We would be fated to struggle with the heating bills for our new home for quite a few winters, as it burned expensive heating oil in a basement furnace. And being of nearly century-old construction, it had zero insulation anywhere in the structure. Yikes! Being so old, the house had also developed many cracks through settling over decades. So it was unusually well-ventilated. In summers this was helpful (there was no air conditioning). In winters it was not.

One winter when we couldn't afford the oil, we had to use wooden panels to close off most of the house and all of us sleep on the living room floor, around the wood-burning fireplace, during the coldest nights.

As the house utilized water-filled radiators, many of them froze and burst when the house went without heat under frigid outside conditions. All we could do was close off those plumbing connections and make due with what we had left afterwards.

My dad, ever the improviser extraordinaire, eventually managed to convert our oil burning furnace into one we could feed wood and coal instead. This new flexibility would help us be more comfortable in the winters to come.

Unfortunately for me and my new school mates, our freshman, sophomore, and junior years would be anarchic ones for our rural institution. Compared to earlier school years, the frequency and severity of violence apparently went through the roof, sending the drop out rate soaring. Kids were killed. Sometimes accidentally, sometimes not. I guess drug use boomed too-- but luckily I somehow was spared much personal experience with that. Local officials experimented with all sorts of measures to stem the awful tide. Multiple principals came and went (were fired or quit).

The switch to high school also helped put the finishing touches on the loss of my best friend from childhood: Dana Connor.

Dana and I had been tightest from second grade through fourth. Then her family had moved away so I didn't see her at all during fifth grade, and thought I might never see her again.

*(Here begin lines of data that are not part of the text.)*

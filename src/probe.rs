//! Artifact probing.
//!
//! After a case runs, the toolchain is expected to have left two files
//! behind: an assembly listing under the assembly root and an interpreter
//! transcript under the interpreter root. The probe reports presence only;
//! content and freshness are out of scope, and a missing file is a normal
//! `false`, never an error. The strict [`ArtifactProbe::assert_present`]
//! variant exists for automated checks that want absence to fail loudly.

use std::path::{Path, PathBuf};

use crate::interfaces::{ExistenceChecker, HarnessError};

/// Presence flags for the two artifacts a case is expected to produce.
#[derive(Debug, Clone, Copy, PartialEq, Eq)]
pub struct ArtifactPresence {
    pub assembly: bool,
    pub interpreter: bool,
}

/// Locates and checks the artifacts the toolchain should write for a case.
#[derive(Debug, Clone)]
pub struct ArtifactProbe {
    asm_root: PathBuf,
    interp_root: PathBuf,
}

impl ArtifactProbe {
    pub fn new(asm_root: impl Into<PathBuf>, interp_root: impl Into<PathBuf>) -> Self {
        Self {
            asm_root: asm_root.into(),
            interp_root: interp_root.into(),
        }
    }

    pub fn roots(&self) -> (&Path, &Path) {
        (&self.asm_root, &self.interp_root)
    }

    /// Candidate paths for a base name:
    /// `<asmRoot>/<base>.s` and `<interpRoot>/<base>_output.txt`.
    pub fn expected_paths(&self, base: &str) -> (PathBuf, PathBuf) {
        (
            self.asm_root.join(format!("{base}.s")),
            self.interp_root.join(format!("{base}_output.txt")),
        )
    }

    /// Check existence of both expected artifacts.
    pub fn probe(&self, checker: &dyn ExistenceChecker, base: &str) -> ArtifactPresence {
        let (asm, interp) = self.expected_paths(base);
        ArtifactPresence {
            assembly: checker.exists(&asm),
            interpreter: checker.exists(&interp),
        }
    }

    /// Strict variant: errors on the first absent artifact instead of
    /// reporting it as an informational omission.
    pub fn assert_present(
        &self,
        checker: &dyn ExistenceChecker,
        base: &str,
    ) -> Result<(), HarnessError> {
        let (asm, interp) = self.expected_paths(base);
        if !checker.exists(&asm) {
            return Err(HarnessError::MissingArtifact(asm));
        }
        if !checker.exists(&interp) {
            return Err(HarnessError::MissingArtifact(interp));
        }
        Ok(())
    }
}
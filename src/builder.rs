//! Build orchestration for the toolchain under test.
//!
//! The native compiler is an opaque external collaborator: we hand it an
//! ordered source list, it hands back an exit code, diagnostics, and (on
//! success) an executable on disk. A failed build aborts the entire run; no
//! downstream step may execute against a missing or stale binary.

use std::path::PathBuf;
use std::time::Duration;

use crate::interfaces::{CommandExecutor, HarnessError};

/// One native-compiler invocation: program, flags, ordered translation
/// units, and the target executable path.
///
/// Source order is preserved exactly as given; the harness makes no
/// assumptions about whether the underlying compiler cares.
#[derive(Debug, Clone)]
pub struct CompileSpec {
    pub compiler: PathBuf,
    pub flags: Vec<String>,
    pub sources: Vec<PathBuf>,
    pub output: PathBuf,
}

impl CompileSpec {
    /// Full argument list: flags, `-o <output>`, then the sources unchanged.
    pub fn args(&self) -> Vec<String> {
        let mut args = self.flags.clone();
        args.push("-o".to_string());
        args.push(self.output.to_string_lossy().into_owned());
        args.extend(
            self.sources
                .iter()
                .map(|s| s.to_string_lossy().into_owned()),
        );
        args
    }

    /// Human-readable rendering of the invocation, for progress output.
    pub fn render(&self) -> String {
        let mut parts = vec![self.compiler.to_string_lossy().into_owned()];
        parts.extend(self.args());
        parts.join(" ")
    }
}

/// Compile `spec` into an executable.
///
/// Returns the path of the produced binary on success. A nonzero compiler
/// exit becomes [`HarnessError::Build`] carrying the combined diagnostics
/// verbatim; spawn failures surface as I/O errors. Both are fatal to the
/// caller's pipeline.
pub fn build(
    spec: &CompileSpec,
    executor: &dyn CommandExecutor,
    timeout: Option<Duration>,
) -> Result<PathBuf, HarnessError> {
    tracing::info!(
        compiler = %spec.compiler.display(),
        output = %spec.output.display(),
        sources = spec.sources.len(),
        "compiling"
    );

    let result = executor.execute(&spec.compiler, &spec.args(), timeout)?;

    if result.success() {
        Ok(spec.output.clone())
    } else {
        Err(HarnessError::Build {
            diagnostics: result.combined(),
        })
    }
}
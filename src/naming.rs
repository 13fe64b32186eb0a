//! Naming convention bridging input filenames and expected output artifacts.
//!
//! The toolchain underscores the numeric suffix in its own output names
//! (`input5.txt` produces `input_5.s`) but leaves every other name alone.
//! Both branches of that asymmetric rule are preserved here exactly.

use std::path::Path;

/// Derive the canonical base name used to locate a case's expected outputs.
///
/// Strips the file extension; if the remaining stem is `input` followed by
/// nothing but decimal digits, the result is `input_<digits>`. Any other
/// stem (missing prefix, non-numeric suffix, bare `input`) passes through
/// unchanged.
pub fn base_name(filename: &str) -> String {
    let stem = Path::new(filename)
        .file_stem()
        .and_then(|s| s.to_str())
        .unwrap_or(filename);

    if let Some(digits) = stem.strip_prefix("input") {
        if !digits.is_empty() && digits.bytes().all(|b| b.is_ascii_digit()) {
            return format!("input_{digits}");
        }
    }

    stem.to_string()
}

#[cfg(test)]
mod tests {
    use super::*;

    #[test]
    fn numeric_suffix_gets_underscored() {
        assert_eq!(base_name("input5.txt"), "input_5");
        assert_eq!(base_name("input14.txt"), "input_14");
        assert_eq!(base_name("input007.txt"), "input_007");
    }

    #[test]
    fn non_numeric_suffix_passes_through() {
        assert_eq!(base_name("inputFoo.txt"), "inputFoo");
        assert_eq!(base_name("input5a.txt"), "input5a");
    }

    #[test]
    fn bare_input_stem_passes_through() {
        assert_eq!(base_name("input.txt"), "input");
    }

    #[test]
    fn missing_prefix_passes_through() {
        assert_eq!(base_name("program3.txt"), "program3");
        assert_eq!(base_name("readme.md"), "readme");
    }

    #[test]
    fn no_extension_uses_whole_name_as_stem() {
        assert_eq!(base_name("input9"), "input_9");
        assert_eq!(base_name("notes"), "notes");
    }
}
//! Harness configuration.
//!
//! Every root path, source list, and external-command setting lives in one
//! explicit value handed to the components that need it. Nothing in the
//! harness assumes fixed directory names or reads the current working
//! directory behind the caller's back.

use std::ops::RangeInclusive;
use std::path::PathBuf;
use std::time::Duration;

use crate::builder::CompileSpec;

/// Configuration for one harness run.
#[derive(Debug, Clone)]
pub struct HarnessConfig {
    /// Directory holding the `input*.txt` programs.
    pub input_dir: PathBuf,
    /// Root where the toolchain writes `<base>.s` assembly artifacts.
    pub asm_dir: PathBuf,
    /// Root where the toolchain writes `<base>_output.txt` interpreter artifacts.
    pub interp_dir: PathBuf,
    /// Directory holding the toolchain's own source files.
    pub source_dir: PathBuf,
    /// Native compiler used to build the toolchain.
    pub compiler: PathBuf,
    /// Extra flags passed to the compiler ahead of `-o` and the sources.
    pub compiler_flags: Vec<String>,
    /// Translation units of the full toolchain, in the order the compiler
    /// should see them.
    pub toolchain_sources: Vec<String>,
    /// Path of the full toolchain executable.
    pub toolchain_exe: PathBuf,
    /// Translation units the reduced scanner build needs besides the
    /// synthesized driver.
    pub scanner_sources: Vec<String>,
    /// Where the synthesized scanner driver is written. Lives next to the
    /// toolchain sources so its `#include "scanner.h"` resolves.
    pub driver_source: PathBuf,
    /// Path of the reduced scanner executable.
    pub scanner_exe: PathBuf,
    /// Directory the scanner writes its token dumps into; created
    /// idempotently before scanner runs.
    pub tokens_dir: PathBuf,
    /// Inclusive numeric range swept for `input<N>.txt` candidates.
    pub sweep_range: RangeInclusive<u32>,
    /// Optional wall-clock limit per external-process invocation.
    pub timeout: Option<Duration>,
}

impl Default for HarnessConfig {
    fn default() -> Self {
        Self {
            input_dir: PathBuf::from("inputs"),
            asm_dir: PathBuf::from("outputs"),
            interp_dir: PathBuf::from("outputs_interprete"),
            source_dir: PathBuf::from("."),
            compiler: PathBuf::from("g++"),
            compiler_flags: Vec::new(),
            toolchain_sources: [
                "main.cpp",
                "scanner.cpp",
                "token.cpp",
                "parser.cpp",
                "ast.cpp",
                "visitor.cpp",
                "TypeChecker.cpp",
                "struct_registry.cpp",
            ]
            .map(String::from)
            .to_vec(),
            toolchain_exe: PathBuf::from("./a.out"),
            scanner_sources: ["scanner.cpp", "token.cpp"].map(String::from).to_vec(),
            driver_source: PathBuf::from("main_scanner.cpp"),
            scanner_exe: PathBuf::from("./scanner_test"),
            tokens_dir: PathBuf::from("tokens"),
            sweep_range: 1..=14,
            timeout: None,
        }
    }
}

impl HarnessConfig {
    /// Compile spec for the full toolchain executable.
    pub fn toolchain_spec(&self) -> CompileSpec {
        CompileSpec {
            compiler: self.compiler.clone(),
            flags: self.compiler_flags.clone(),
            sources: self
                .toolchain_sources
                .iter()
                .map(|s| self.source_dir.join(s))
                .collect(),
            output: self.toolchain_exe.clone(),
        }
    }

    /// Compile spec for the reduced scanner executable: the synthesized
    /// driver first, then the scanner subsystem sources.
    pub fn scanner_spec(&self) -> CompileSpec {
        let mut sources = vec![self.driver_source.clone()];
        sources.extend(self.scanner_sources.iter().map(|s| self.source_dir.join(s)));
        CompileSpec {
            compiler: self.compiler.clone(),
            flags: self.compiler_flags.clone(),
            sources,
            output: self.scanner_exe.clone(),
        }
    }
}
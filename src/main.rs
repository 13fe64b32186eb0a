//! Harness CLI entry point

fn main() {
    // Initialize structured logging with env-based filter, defaulting to info
    let _ = tracing_subscriber::fmt()
        .with_env_filter(
            tracing_subscriber::EnvFilter::try_from_default_env()
                .unwrap_or_else(|_| tracing_subscriber::EnvFilter::new("info")),
        )
        .try_init();

    crisol::cli::run();
}
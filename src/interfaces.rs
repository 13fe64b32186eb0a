//! Harness I/O boundary interfaces
//!
//! This module defines trait-based abstractions for the two effectful
//! operations every harness step performs:
//! - External process invocation (argument list in, exit code + captured text out)
//! - Filesystem existence checks (artifact and candidate probing)
//!
//! Build, batch, and scanner logic only talk to these traits, so all of them
//! can be exercised in tests without a real compiler or toolchain binary.
//! Default implementations back onto the system.

use std::io::Read;
use std::path::{Path, PathBuf};
use std::process::{Command, Stdio};
use std::thread;
use std::time::{Duration, Instant};

use thiserror::Error;

/// Errors that occur during harness operations.
///
/// A failing test case is data, not an error; only conditions that stop a
/// step outright appear here.
#[derive(Debug, Error)]
pub enum HarnessError {
    /// The native compiler exited nonzero. Fatal: the whole run aborts and
    /// the captured diagnostics are surfaced verbatim.
    #[error("build failed:\n{diagnostics}")]
    Build { diagnostics: String },

    /// The run could not start (missing input directory, unwritable output
    /// root). Reported before any case executes.
    #[error("setup error: {0}")]
    Setup(String),

    /// A caller-supplied input path does not exist (scanner explicit mode).
    #[error("input file not found: {0}")]
    MissingInput(PathBuf),

    /// An expected artifact is absent. Only raised by the strict probe
    /// variant; the reporting path treats absence as a normal `false`.
    #[error("expected artifact missing: {0}")]
    MissingArtifact(PathBuf),

    #[error("I/O error: {0}")]
    Io(#[from] std::io::Error),
}

/// Captured outcome of one external process invocation.
#[derive(Debug, Clone)]
pub struct ExecOutput {
    /// `None` when the process was killed by a signal (including our own
    /// timeout kill).
    pub exit_code: Option<i32>,
    pub stdout: String,
    pub stderr: String,
    /// True when the invocation hit the configured wall-clock limit and the
    /// child was killed.
    pub timed_out: bool,
}

impl ExecOutput {
    pub fn success(&self) -> bool {
        self.exit_code == Some(0) && !self.timed_out
    }

    /// Stdout and stderr concatenated, for surfacing diagnostics verbatim.
    pub fn combined(&self) -> String {
        format!("{}\n{}", self.stdout, self.stderr).trim().to_string()
    }
}

/// Synchronous external-process invocation.
///
/// The harness never runs two invocations concurrently, so implementations
/// may assume strictly sequential calls.
pub trait CommandExecutor {
    fn execute(
        &self,
        program: &Path,
        args: &[String],
        timeout: Option<Duration>,
    ) -> Result<ExecOutput, HarnessError>;
}

/// Filesystem presence checks, injectable so probe and sweep logic can be
/// tested against a fixed set of paths.
pub trait ExistenceChecker {
    fn exists(&self, path: &Path) -> bool;
}

// ============================================================================
// Default Implementations
// ============================================================================

/// How often the timeout path polls the child for completion.
const POLL_INTERVAL: Duration = Duration::from_millis(20);

/// Real process execution via `std::process::Command`, with optional
/// kill-on-timeout.
pub struct SystemExecutor;

impl CommandExecutor for SystemExecutor {
    fn execute(
        &self,
        program: &Path,
        args: &[String],
        timeout: Option<Duration>,
    ) -> Result<ExecOutput, HarnessError> {
        let mut child = Command::new(program)
            .args(args)
            .stdin(Stdio::null())
            .stdout(Stdio::piped())
            .stderr(Stdio::piped())
            .spawn()?;

        // Drain both pipes on their own threads so a chatty child cannot
        // block against a full pipe buffer while we wait on it.
        let stdout_pipe = child.stdout.take();
        let stderr_pipe = child.stderr.take();
        let stdout_handle = thread::spawn(move || read_pipe(stdout_pipe));
        let stderr_handle = thread::spawn(move || read_pipe(stderr_pipe));

        let mut timed_out = false;
        let status = match timeout {
            None => child.wait()?,
            Some(limit) => {
                let deadline = Instant::now() + limit;
                loop {
                    if let Some(status) = child.try_wait()? {
                        break status;
                    }
                    if Instant::now() >= deadline {
                        timed_out = true;
                        tracing::warn!(program = %program.display(), "invocation timed out, killing child");
                        let _ = child.kill();
                        break child.wait()?;
                    }
                    thread::sleep(POLL_INTERVAL);
                }
            }
        };

        let stdout = stdout_handle.join().unwrap_or_default();
        let stderr = stderr_handle.join().unwrap_or_default();

        Ok(ExecOutput {
            exit_code: status.code(),
            stdout,
            stderr,
            timed_out,
        })
    }
}

fn read_pipe<R: Read>(pipe: Option<R>) -> String {
    let mut buf = String::new();
    if let Some(mut pipe) = pipe {
        let _ = pipe.read_to_string(&mut buf);
    }
    buf
}

/// Real filesystem existence checks.
pub struct FsExistence;

impl ExistenceChecker for FsExistence {
    fn exists(&self, path: &Path) -> bool {
        path.exists()
    }
}

// ============================================================================
// Test doubles (crate-internal)
// ============================================================================

#[cfg(test)]
pub(crate) mod testing {
    use super::*;
    use std::cell::RefCell;
    use std::collections::HashSet;

    /// Scripted executor: records every invocation and replays canned
    /// outputs in order. Falls back to a success with empty output when the
    /// script runs dry.
    pub struct MockExecutor {
        pub calls: RefCell<Vec<(PathBuf, Vec<String>)>>,
        pub script: RefCell<Vec<ExecOutput>>,
    }

    impl MockExecutor {
        pub fn new(script: Vec<ExecOutput>) -> Self {
            Self {
                calls: RefCell::new(Vec::new()),
                script: RefCell::new(script),
            }
        }

        pub fn always_succeeding() -> Self {
            Self::new(Vec::new())
        }

        pub fn call_count(&self) -> usize {
            self.calls.borrow().len()
        }
    }

    impl CommandExecutor for MockExecutor {
        fn execute(
            &self,
            program: &Path,
            args: &[String],
            _timeout: Option<Duration>,
        ) -> Result<ExecOutput, HarnessError> {
            self.calls
                .borrow_mut()
                .push((program.to_path_buf(), args.to_vec()));
            let mut script = self.script.borrow_mut();
            if script.is_empty() {
                Ok(ok_output())
            } else {
                Ok(script.remove(0))
            }
        }
    }

    /// Existence checker backed by a fixed set of paths.
    pub struct SetChecker {
        pub present: HashSet<PathBuf>,
    }

    impl SetChecker {
        pub fn new<I: IntoIterator<Item = PathBuf>>(paths: I) -> Self {
            Self {
                present: paths.into_iter().collect(),
            }
        }
    }

    impl ExistenceChecker for SetChecker {
        fn exists(&self, path: &Path) -> bool {
            self.present.contains(path)
        }
    }

    pub fn ok_output() -> ExecOutput {
        ExecOutput {
            exit_code: Some(0),
            stdout: String::new(),
            stderr: String::new(),
            timed_out: false,
        }
    }

    pub fn failed_output(code: i32, stderr: &str) -> ExecOutput {
        ExecOutput {
            exit_code: Some(code),
            stdout: String::new(),
            stderr: stderr.to_string(),
            timed_out: false,
        }
    }

    /// Output of a child killed at the wall-clock limit: no exit code.
    pub fn timed_out_output() -> ExecOutput {
        ExecOutput {
            exit_code: None,
            stdout: String::new(),
            stderr: String::new(),
            timed_out: true,
        }
    }
}
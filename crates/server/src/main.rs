//! ingestq REST server binary
//!
//! Accepts ingestion submissions over HTTP, schedules their batches by
//! priority, and serves status lookups.

#![deny(warnings)]
#![cfg_attr(not(test), deny(clippy::unwrap_used))]
#![cfg_attr(not(test), deny(clippy::expect_used))]

use clap::Parser;
use ingestq_core::config::Config;
use ingestq_core::error::Result;
use std::path::PathBuf;
use tracing::info;

#[derive(Parser)]
#[command(name = "ingestq-server")]
#[command(about = "Priority batch ingestion service")]
#[command(version)]
struct Cli {
    /// Path to a TOML configuration file; defaults apply if it does not exist
    #[arg(long, default_value = "ingestq.toml")]
    config: PathBuf,

    /// Override the configured bind host
    #[arg(long)]
    host: Option<String>,

    /// Override the configured bind port
    #[arg(long)]
    port: Option<u16>,
}

#[tokio::main]
async fn main() -> Result<()> {
    tracing_subscriber::fmt()
        .with_env_filter(
            tracing_subscriber::EnvFilter::try_from_default_env()
                .unwrap_or_else(|_| tracing_subscriber::EnvFilter::new("info")),
        )
        .init();

    let cli = Cli::parse();

    let mut config = Config::from_file(&cli.config)?;
    if let Some(host) = cli.host {
        config.server.host = host;
    }
    if let Some(port) = cli.port {
        config.server.port = port;
    }
    config.validate()?;

    info!(
        host = %config.server.host,
        port = config.server.port,
        batch_size = config.scheduler.batch_size,
        "Starting ingestq server"
    );

    ingestq_server::run_server(config).await
}
use thiserror::Error;
use uuid::Uuid;

/// Result type for ingestq operations
pub type Result<T> = std::result::Result<T, Error>;

/// Main error type for ingestq operations
#[derive(Error, Debug)]
pub enum Error {
    /// Configuration related errors
    #[error("Configuration error: {0}")]
    Config(String),

    /// Rejected submission: empty work-item list or unrecognized priority
    #[error("Invalid submission: {0}")]
    InvalidSubmission(String),

    /// Unknown ingestion identifier passed to a status lookup
    #[error("Unknown ingestion: {0}")]
    NotFound(Uuid),

    /// The job queue has no entries left.
    ///
    /// Internal signal consumed by the batch processor as its loop-termination
    /// condition; never surfaced to API callers.
    #[error("Job queue is empty")]
    EmptyQueue,

    /// Generic error with context
    #[error("{context}: {source}")]
    WithContext {
        context: String,
        #[source]
        source: Box<dyn std::error::Error + Send + Sync>,
    },
}

impl Error {
    /// Creates a configuration error
    pub fn config(msg: impl Into<String>) -> Self {
        Self::Config(msg.into())
    }

    /// Creates an invalid submission error
    pub fn invalid_submission(msg: impl Into<String>) -> Self {
        Self::InvalidSubmission(msg.into())
    }

    /// Adds context to any error
    pub fn with_context<E>(context: impl Into<String>, source: E) -> Self
    where
        E: std::error::Error + Send + Sync + 'static,
    {
        Self::WithContext {
            context: context.into(),
            source: Box::new(source),
        }
    }
}

/// Extension trait for adding context to Results
pub trait ResultExt<T> {
    /// Add context to an error
    fn context(self, context: impl Into<String>) -> Result<T>;
}

impl<T, E> ResultExt<T> for std::result::Result<T, E>
where
    E: std::error::Error + Send + Sync + 'static,
{
    fn context(self, context: impl Into<String>) -> Result<T> {
        self.map_err(|e| Error::with_context(context, e))
    }
}

#[cfg(test)]
mod tests {
    use super::*;

    #[test]
    fn context_wraps_the_source_error() {
        let io: std::result::Result<(), std::io::Error> = Err(std::io::Error::new(
            std::io::ErrorKind::AddrInUse,
            "address in use",
        ));

        let err = io.context("Failed to bind to 127.0.0.1:3000").unwrap_err();
        assert!(matches!(err, Error::WithContext { .. }));

        let msg = err.to_string();
        assert!(msg.contains("Failed to bind to 127.0.0.1:3000"));
        assert!(msg.contains("address in use"));
    }
}
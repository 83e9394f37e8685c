//! Core types for the ingestq priority batch ingestion service
//!
//! This crate provides the foundational pieces shared by the scheduler and
//! the REST server:
//!
//! - **Types**: work items, batches, ingestions, and their status enums
//! - **Rollup**: derivation of an ingestion's aggregate status from its batches
//! - **Configuration**: system configuration management
//! - **Error handling**: unified error types

#![deny(warnings)]
#![cfg_attr(not(test), deny(clippy::unwrap_used))]
#![cfg_attr(not(test), deny(clippy::expect_used))]

pub mod config;
pub mod error;
pub mod types;

// Re-export main types for convenience
pub use config::{Config, SchedulerConfig, ServerConfig};
pub use error::{Error, Result, ResultExt};
pub use types::{Batch, BatchStatus, Ingestion, IngestionStatus, Priority, WorkItemId};

/// Version of the core library
pub const VERSION: &str = env!("CARGO_PKG_VERSION");
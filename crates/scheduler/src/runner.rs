//! Processing step executed for each dequeued batch

use async_trait::async_trait;
use ingestq_core::config::SchedulerConfig;
use ingestq_core::types::WorkItemId;
use std::time::Duration;
use tokio::time::sleep;
use tracing::debug;
use uuid::Uuid;

/// Processing step for a dequeued batch.
///
/// Implementations consume the batch, suspend for however long the work
/// takes, then return. The scheduler marks the batch `triggered` before
/// calling [`run`](BatchRunner::run) and `completed` after it returns, so a
/// runner never touches status itself. Injectable so tests can substitute a
/// zero-delay or gated implementation.
#[async_trait]
pub trait BatchRunner: Send + Sync {
    async fn run(&self, batch_id: Uuid, ids: &[WorkItemId]);
}

/// Default runner: simulates external work with a fixed per-batch setup
/// delay followed by one delay per work item, in item order.
#[derive(Debug, Clone)]
pub struct DelayRunner {
    setup_delay: Duration,
    per_item_delay: Duration,
}

impl DelayRunner {
    pub fn new(setup_delay: Duration, per_item_delay: Duration) -> Self {
        Self {
            setup_delay,
            per_item_delay,
        }
    }

    pub fn from_config(config: &SchedulerConfig) -> Self {
        Self::new(
            Duration::from_millis(config.batch_setup_delay_ms),
            Duration::from_millis(config.per_item_delay_ms),
        )
    }
}

#[async_trait]
impl BatchRunner for DelayRunner {
    async fn run(&self, batch_id: Uuid, ids: &[WorkItemId]) {
        sleep(self.setup_delay).await;
        for id in ids {
            sleep(self.per_item_delay).await;
            debug!(%batch_id, item = %id, "Processed work item");
        }
    }
}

By sixth grade she was back in my life again, but only at school: in our previous stint she'd also been practically my next-door neighbor at home, too.

Dana and I both hit puberty and things got rocky between us. Then along came ninth grade and high school, and our split got much worse.

So in some ways I was cast totally adrift during my freshman year in high school. Having left behind an awful lot of what I was familiar and comfortable with: my childhood, my beloved woods, and my best friend.